__Required action__:
Tally every line in the following material that has the word "ConnectionProfileBuilder" in it, and answer with that figure alone.

__The data__:
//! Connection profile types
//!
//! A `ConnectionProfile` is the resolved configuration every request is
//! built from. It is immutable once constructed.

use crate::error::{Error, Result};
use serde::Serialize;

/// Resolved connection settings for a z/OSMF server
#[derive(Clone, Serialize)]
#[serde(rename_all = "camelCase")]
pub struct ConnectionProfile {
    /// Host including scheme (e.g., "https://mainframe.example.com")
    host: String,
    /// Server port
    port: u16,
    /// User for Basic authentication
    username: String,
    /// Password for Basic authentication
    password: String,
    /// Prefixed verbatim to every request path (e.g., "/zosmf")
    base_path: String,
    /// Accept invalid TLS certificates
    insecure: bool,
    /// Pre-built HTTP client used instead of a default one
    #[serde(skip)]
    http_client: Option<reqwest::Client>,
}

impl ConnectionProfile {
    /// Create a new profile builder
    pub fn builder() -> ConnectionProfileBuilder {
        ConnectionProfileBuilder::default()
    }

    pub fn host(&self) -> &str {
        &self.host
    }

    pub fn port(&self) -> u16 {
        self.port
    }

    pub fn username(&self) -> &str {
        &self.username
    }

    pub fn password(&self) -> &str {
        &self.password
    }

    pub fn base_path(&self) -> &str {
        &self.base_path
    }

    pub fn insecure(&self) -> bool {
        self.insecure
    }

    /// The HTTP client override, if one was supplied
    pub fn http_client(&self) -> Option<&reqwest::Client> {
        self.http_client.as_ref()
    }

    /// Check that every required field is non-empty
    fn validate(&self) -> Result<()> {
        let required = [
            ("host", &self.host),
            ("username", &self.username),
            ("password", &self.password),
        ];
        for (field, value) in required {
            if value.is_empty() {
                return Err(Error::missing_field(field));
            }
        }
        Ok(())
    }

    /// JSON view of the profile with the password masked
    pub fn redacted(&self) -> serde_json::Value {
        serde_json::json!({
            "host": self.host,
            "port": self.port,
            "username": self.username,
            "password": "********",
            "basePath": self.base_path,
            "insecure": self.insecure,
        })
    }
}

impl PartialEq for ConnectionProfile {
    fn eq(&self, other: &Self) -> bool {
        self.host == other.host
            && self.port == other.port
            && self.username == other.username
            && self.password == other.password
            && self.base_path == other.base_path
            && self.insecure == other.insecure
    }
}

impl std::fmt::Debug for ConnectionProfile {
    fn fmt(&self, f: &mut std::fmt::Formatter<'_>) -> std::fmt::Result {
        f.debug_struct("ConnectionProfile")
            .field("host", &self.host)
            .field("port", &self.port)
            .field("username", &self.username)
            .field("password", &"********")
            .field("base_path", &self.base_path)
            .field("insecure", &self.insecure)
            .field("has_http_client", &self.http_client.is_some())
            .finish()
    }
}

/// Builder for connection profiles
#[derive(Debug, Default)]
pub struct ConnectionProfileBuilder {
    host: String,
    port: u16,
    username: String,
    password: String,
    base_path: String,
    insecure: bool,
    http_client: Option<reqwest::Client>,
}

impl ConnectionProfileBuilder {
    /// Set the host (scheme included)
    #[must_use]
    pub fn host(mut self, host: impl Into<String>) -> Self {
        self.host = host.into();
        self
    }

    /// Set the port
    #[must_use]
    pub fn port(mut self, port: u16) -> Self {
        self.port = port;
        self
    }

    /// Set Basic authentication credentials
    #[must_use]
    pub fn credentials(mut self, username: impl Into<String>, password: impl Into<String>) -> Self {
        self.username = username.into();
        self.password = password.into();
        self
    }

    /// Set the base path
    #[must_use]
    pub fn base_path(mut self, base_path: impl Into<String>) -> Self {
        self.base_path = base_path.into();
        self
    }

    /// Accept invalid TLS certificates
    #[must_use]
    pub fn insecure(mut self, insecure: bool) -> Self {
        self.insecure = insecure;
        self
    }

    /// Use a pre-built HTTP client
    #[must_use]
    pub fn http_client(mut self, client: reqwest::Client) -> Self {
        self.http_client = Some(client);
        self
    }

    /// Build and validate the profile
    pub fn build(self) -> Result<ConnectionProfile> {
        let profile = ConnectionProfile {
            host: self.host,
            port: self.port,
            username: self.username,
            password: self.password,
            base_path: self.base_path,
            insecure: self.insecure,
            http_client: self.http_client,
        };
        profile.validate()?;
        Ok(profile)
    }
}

--

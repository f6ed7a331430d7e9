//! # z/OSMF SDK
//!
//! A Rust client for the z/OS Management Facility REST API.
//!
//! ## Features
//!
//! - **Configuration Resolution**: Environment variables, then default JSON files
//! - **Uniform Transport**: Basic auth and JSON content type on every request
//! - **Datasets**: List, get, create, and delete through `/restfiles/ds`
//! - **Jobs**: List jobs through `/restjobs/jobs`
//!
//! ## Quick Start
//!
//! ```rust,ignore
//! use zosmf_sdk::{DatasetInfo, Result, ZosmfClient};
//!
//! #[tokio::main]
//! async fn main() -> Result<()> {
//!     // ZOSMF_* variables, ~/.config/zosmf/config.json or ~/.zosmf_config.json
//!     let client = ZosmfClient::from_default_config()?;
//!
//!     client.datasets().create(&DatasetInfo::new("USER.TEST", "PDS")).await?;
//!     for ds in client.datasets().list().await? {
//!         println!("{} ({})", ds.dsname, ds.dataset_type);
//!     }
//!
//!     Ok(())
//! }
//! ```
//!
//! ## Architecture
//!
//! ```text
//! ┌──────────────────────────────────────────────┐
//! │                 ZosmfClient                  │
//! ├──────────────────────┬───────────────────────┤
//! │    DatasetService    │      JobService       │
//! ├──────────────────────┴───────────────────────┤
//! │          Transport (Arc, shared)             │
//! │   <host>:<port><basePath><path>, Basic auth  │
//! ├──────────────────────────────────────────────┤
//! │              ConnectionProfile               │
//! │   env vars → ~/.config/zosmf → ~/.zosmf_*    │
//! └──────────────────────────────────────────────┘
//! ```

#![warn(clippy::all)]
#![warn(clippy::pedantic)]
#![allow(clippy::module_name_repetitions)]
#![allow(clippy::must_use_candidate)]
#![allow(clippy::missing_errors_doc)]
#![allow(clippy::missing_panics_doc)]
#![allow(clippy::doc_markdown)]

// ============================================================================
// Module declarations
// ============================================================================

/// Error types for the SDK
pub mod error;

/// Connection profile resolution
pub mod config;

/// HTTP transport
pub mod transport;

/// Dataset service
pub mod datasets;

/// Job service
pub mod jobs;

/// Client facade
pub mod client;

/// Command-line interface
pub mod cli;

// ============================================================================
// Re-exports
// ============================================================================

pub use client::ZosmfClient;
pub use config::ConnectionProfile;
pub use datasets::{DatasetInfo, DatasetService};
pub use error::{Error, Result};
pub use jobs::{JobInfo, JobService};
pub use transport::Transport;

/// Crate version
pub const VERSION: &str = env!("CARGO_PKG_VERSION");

__Solution__:
4